There is a place in India near the Bangladesh border, where indigenous people create bridges without using concrete or rebar, nails or screws. Instead, they weave the roots of Indian rubber trees into footbridges. The structures can withstand the torrents of monsoon season and the harsh conditions of rainforest life. Conventional bridges would quickly be destroyed by this area known as the wettest place on earth. Over the centuries, people of the Khasi and Jaintia tribes have learned through trial and error how to best train the tiny roots to interlace and grow across rivers and gorges. Most bridges cannot be completed in one lifetime, so the elders teach the young the techniques required to keep the living breathing bridges growing. Paul Salopek writes for National Geographic and I recently read his article about the living root bridges in the remote northeast corner of India. He writes,
“The green hills of Meghalaya state—a high, sodden, rumpled, and stream-slashed corner of India’s remote and beautiful northeastern panhandle—can be a misery to walk. The corrugated slopes sheeted in mist are clogged with jungle undergrowth and greased with mud. During the monsoon rains, foot trails between villages plunge again and again into gorges that hiss with waterfalls and fierce impassable rivers. Navigating these natural obstacles—in a climate where 40 feet of rainwater plummets from the sky every year—requires clever toes, iron lungs, and the power of prolonged observation. It demands thousands of years of attentiveness. Lifetimes of experimentation. Generations of problem-solving.
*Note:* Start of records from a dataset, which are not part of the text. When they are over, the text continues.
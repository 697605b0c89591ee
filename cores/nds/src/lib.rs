// Unless otherwise noted, this file is released and thus subject to the
// terms of the Mozilla Public License Version 2.0 (MPL2). Also, it is
// "Incompatible With Secondary Licenses", as defined by the MPL2.
// If a copy of the MPL2 was not distributed with this file, you can
// obtain one at https://mozilla.org/MPL/2.0/.

//! The NDS system: two ARM cores sharing memory, a scheduler, the IPC
//! channel and the geometry command processor. The host drives it
//! through [Nds::step].

mod addr;
mod cpu;
mod graphics;
mod hw;
mod io;
mod memory;
mod scheduling;

use std::{
    mem,
    ops::{Deref, DerefMut},
};

use arm_core::{interface::Bus, state::CpuState, Address, Cpu, Interrupt};
use common::{components::scheduler::Scheduler, Time, TimeS};
pub use cpu::NDS9_CLOCK;
use cpu::cp15::Cp15;
use graphics::CommandProcessor;
use hw::{cartridge::Cartridge, ipc::IpcFifo};
use memory::{Memory, WramStatus};
use scheduling::NdsEvent;

/// Macro for creating a wrapper of the system, specifically with
/// the use case of being able to implement the CPU bus twice,
/// since the NDS has 2 CPUs.
macro_rules! nds_wrapper {
    ($name:ident, $idx:expr) => {
        /// Wrapper for one of the CPUs.
        /// Raw pointer was chosen to avoid lifetimes.
        #[repr(transparent)]
        pub struct $name(*mut Nds);

        impl Deref for $name {
            type Target = Nds;

            #[inline]
            fn deref(&self) -> &Self::Target {
                unsafe { &*self.0 }
            }
        }

        impl DerefMut for $name {
            #[inline]
            fn deref_mut(&mut self) -> &mut Self::Target {
                unsafe { &mut *self.0 }
            }
        }

        impl NdsCpu for $name {
            const I: usize = $idx;
        }

        unsafe impl Send for $name {}
    };
}

nds_wrapper!(Nds7, 0);
nds_wrapper!(Nds9, 1);

#[cfg_attr(feature = "serde", derive(serde::Deserialize, serde::Serialize))]
pub struct Nds {
    pub cpu7: CpuState,
    pub cpu9: CpuState,
    cp15: Cp15,
    fifo: IpcFifo,
    gx: CommandProcessor,

    memory: Memory,
    pub cart: Cartridge,

    scheduler: Scheduler<NdsEvent>,
    /// ARM7-side cycle counter, in device cycles. It trails the
    /// scheduler's clock and is caught up after every ARM9 slice.
    time_7: Time,
    running: bool,
}

impl Nds {
    /// Fully re-initialise every component, keeping the loaded boot
    /// images and cartridge.
    pub fn reset(&mut self) {
        let old = mem::take(self);
        self.memory.bios7 = old.memory.bios7;
        self.memory.bios9 = old.memory.bios9;
        self.cart = old.cart;
    }

    /// Advance the system by approximately the given amount of device
    /// cycles. The two CPUs are interleaved at scheduler event
    /// boundaries; the ARM9 may overshoot by the length of its last
    /// instruction.
    pub fn step(&mut self, cycles: u32) {
        self.running = true;
        self.scheduler.schedule(NdsEvent::StepDone, cycles as TimeS);
        while self.running {
            self.advance();
        }
    }

    /// Run an instruction on the ARM9, then keep running the ARM7
    /// until it has caught up. A waiting CPU instead has its clock
    /// skipped forward.
    fn advance(&mut self) {
        if self.cpu9.is_halted {
            let event = self.scheduler.pop();
            event.kind.dispatch(self, event.late_by);
        } else {
            self.nds9().continue_running();
        }

        while self.time_7 < self.scheduler.now() {
            if self.cpu7.is_halted {
                self.time_7 = self.scheduler.now();
                break;
            }
            self.nds7().continue_running();
        }
    }

    pub fn load_boot_rom7(&mut self, image: &[u8; 0x4000]) {
        self.memory.bios7 = image.to_vec().into_boxed_slice();
    }

    pub fn load_boot_rom9(&mut self, image: &[u8; 0x2000]) {
        self.memory.bios9 = image.to_vec().into_boxed_slice();
    }

    pub fn load_rom(&mut self, rom: Vec<u8>) {
        self.cart.load_rom(rom);
    }

    /// Skip the boot ROMs: copy the header-specified binaries into RAM,
    /// point each CPU at its entry, set up the conventional stacks and
    /// the post-firmware CP15 state.
    pub fn direct_boot(&mut self) {
        let header = self.cart.header();
        log::info!(
            "direct boot: ARM9 entry 0x{:08X}, ARM7 entry 0x{:08X}",
            { header.arm9_entry_addr },
            { header.arm7_entry_addr }
        );

        // The header itself is visible in main RAM after boot
        for i in 0..0x200usize {
            let byte = self.cart.rom[i % self.cart.rom.len()];
            self.nds9().set(Address(0x027F_FE00 + i as u32), byte);
        }

        self.cp15.direct_boot();
        {
            let mut ds = self.nds9();
            for i in 0..header.arm9_size {
                let byte = self.cart.rom[(header.arm9_offset + i) as usize];
                ds.set(Address(header.arm9_ram_addr + i), byte);
            }

            ds.cpu().set_cpsr(0x1F);
            ds.cpu().registers[13] = 0x0300_2F7C;
            ds.cpu().sp[2] = 0x0300_2FC0;
            ds.cpu().sp[4] = 0x0300_2F80;
            ds.cpu().registers[14] = header.arm9_entry_addr;
            ds.cpu().registers[15] = header.arm9_entry_addr + 4;
            ds.cpu().invalidate_pipeline();
        }
        {
            let mut ds = self.nds7();
            for i in 0..header.arm7_size {
                let byte = self.cart.rom[(header.arm7_offset + i) as usize];
                ds.set(Address(header.arm7_ram_addr + i), byte);
            }

            ds.cpu().set_cpsr(0x1F);
            ds.cpu().registers[13] = 0x0380_FD80;
            ds.cpu().sp[2] = 0x0380_FFC0;
            ds.cpu().sp[4] = 0x0380_FF80;
            ds.cpu().registers[14] = header.arm7_entry_addr;
            ds.cpu().registers[15] = header.arm7_entry_addr + 4;
            ds.cpu().invalidate_pipeline();
        }

        self.memory.wram_status = WramStatus::All7;
        self.memory.postflg = [1, 1];
        self.memory.bios_inert = true;
    }

    #[inline]
    pub fn nds7(&mut self) -> Nds7 {
        Nds7(self as *mut Nds)
    }

    #[inline]
    pub fn nds9(&mut self) -> Nds9 {
        Nds9(self as *mut Nds)
    }

    fn cpu_state(&self, cpu: usize) -> &CpuState {
        if cpu == 0 {
            &self.cpu7
        } else {
            &self.cpu9
        }
    }

    fn cpu_state_mut(&mut self, cpu: usize) -> &mut CpuState {
        if cpu == 0 {
            &mut self.cpu7
        } else {
            &mut self.cpu9
        }
    }

    /// Raise an interrupt on the given CPU.
    fn send_irq(&mut self, cpu: usize, intr: Interrupt) {
        if cpu == 0 {
            self.nds7().request_interrupt(intr);
        } else {
            self.nds9().request_interrupt(intr);
        }
    }

    fn maybe_irq_to_other(&mut self, me: usize, intr: Option<Interrupt>) {
        if let Some(intr) = intr {
            self.send_irq(me ^ 1, intr);
        }
    }

    // Geometry engine entry points; the command processor itself only
    // knows the scheduler, IRQs are routed here.
    fn gx_fifo_write(&mut self, word: u32) {
        if self.gx.write_fifo(&mut self.scheduler, word) {
            self.send_irq(1, Interrupt::GeometryFifo);
        }
    }

    fn gx_cmd_port_write(&mut self, addr: u32, param: u32) {
        if self.gx.write_cmd_port(&mut self.scheduler, addr, param) {
            self.send_irq(1, Interrupt::GeometryFifo);
        }
    }

    pub(crate) fn gx_execute(&mut self, cmd: u8) {
        if self.gx.execute(&mut self.scheduler, cmd) {
            self.send_irq(1, Interrupt::GeometryFifo);
        }
    }
}

impl Default for Nds {
    fn default() -> Self {
        let mut nds = Self {
            cpu7: CpuState::default(),
            cpu9: CpuState::default(),
            cp15: Cp15::default(),
            fifo: IpcFifo::default(),
            gx: CommandProcessor::default(),
            memory: Memory::default(),
            cart: Cartridge::default(),
            scheduler: Scheduler::default(),
            time_7: 0,
            running: false,
        };

        // The ARM9 resets at the high exception vectors.
        nds.cpu9.registers[15] = 0xFFFF_0004;
        nds
    }
}

/// Trait for things that need to operate on a single CPU.
/// I = 0 for the ARM7, I = 1 for the ARM9; state separated by CPU
/// generally uses [CpuDevice] for easy access with I.
pub trait NdsCpu: Bus + DerefMut<Target = Nds> {
    const I: usize;
}

/// Type for devices that both CPUs have.
pub(crate) type CpuDevice<T> = [T; 2];

#[cfg(test)]
mod tests;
“The result is a footbridge that can last 500 or 600 years, getting stronger with passing time. All of this is courtesy of the ingenuity of the Khasi and Jaintia indigenous people who trek these paths from their earliest baby steps. The Indian rubber tree produces strong, rope-like aerial roots that, when lashed onto a scaffold of hollowed-out betel nut trunks or tied to bamboo stalks, can be trained patiently over decades to grow horizontally across steep ravines and riverbanks. Eventually, with aching slowness, yet tirelessly, steadily, the roots are coaxed to entwine, to form the struts and supports for living footbridges that can hold up to 50 people at a time. These are bridges that breathe. They are architecture built of memory.”
The bridges of Meghalaya promote community and commerce, indeed life itself, between villages. In a small way, I think the little things we do in our families, our old traditions, our faith, our sense of curiosity and ingenuity, and our love for others, promote community and sustenance that last beyond a lifetime. Some customs and values we promote for many decades and there may be days when we wonder if we have any impact at all.
And then one day, a century after the fact, a little baby boy is dressed in his great-grandmother’s baptism gown as he unwittingly takes his first baby steps into his own faith. He looked like a little baby angel.
My prayer is that the footbridges carefully constructed by Olorian’s forefathers – and foremothers – those living bridges created of tradition and faith, of curiosity and compassion, will guide and protect him as he takes on the sometimes slippery paths that will lead him along his own amazing journey.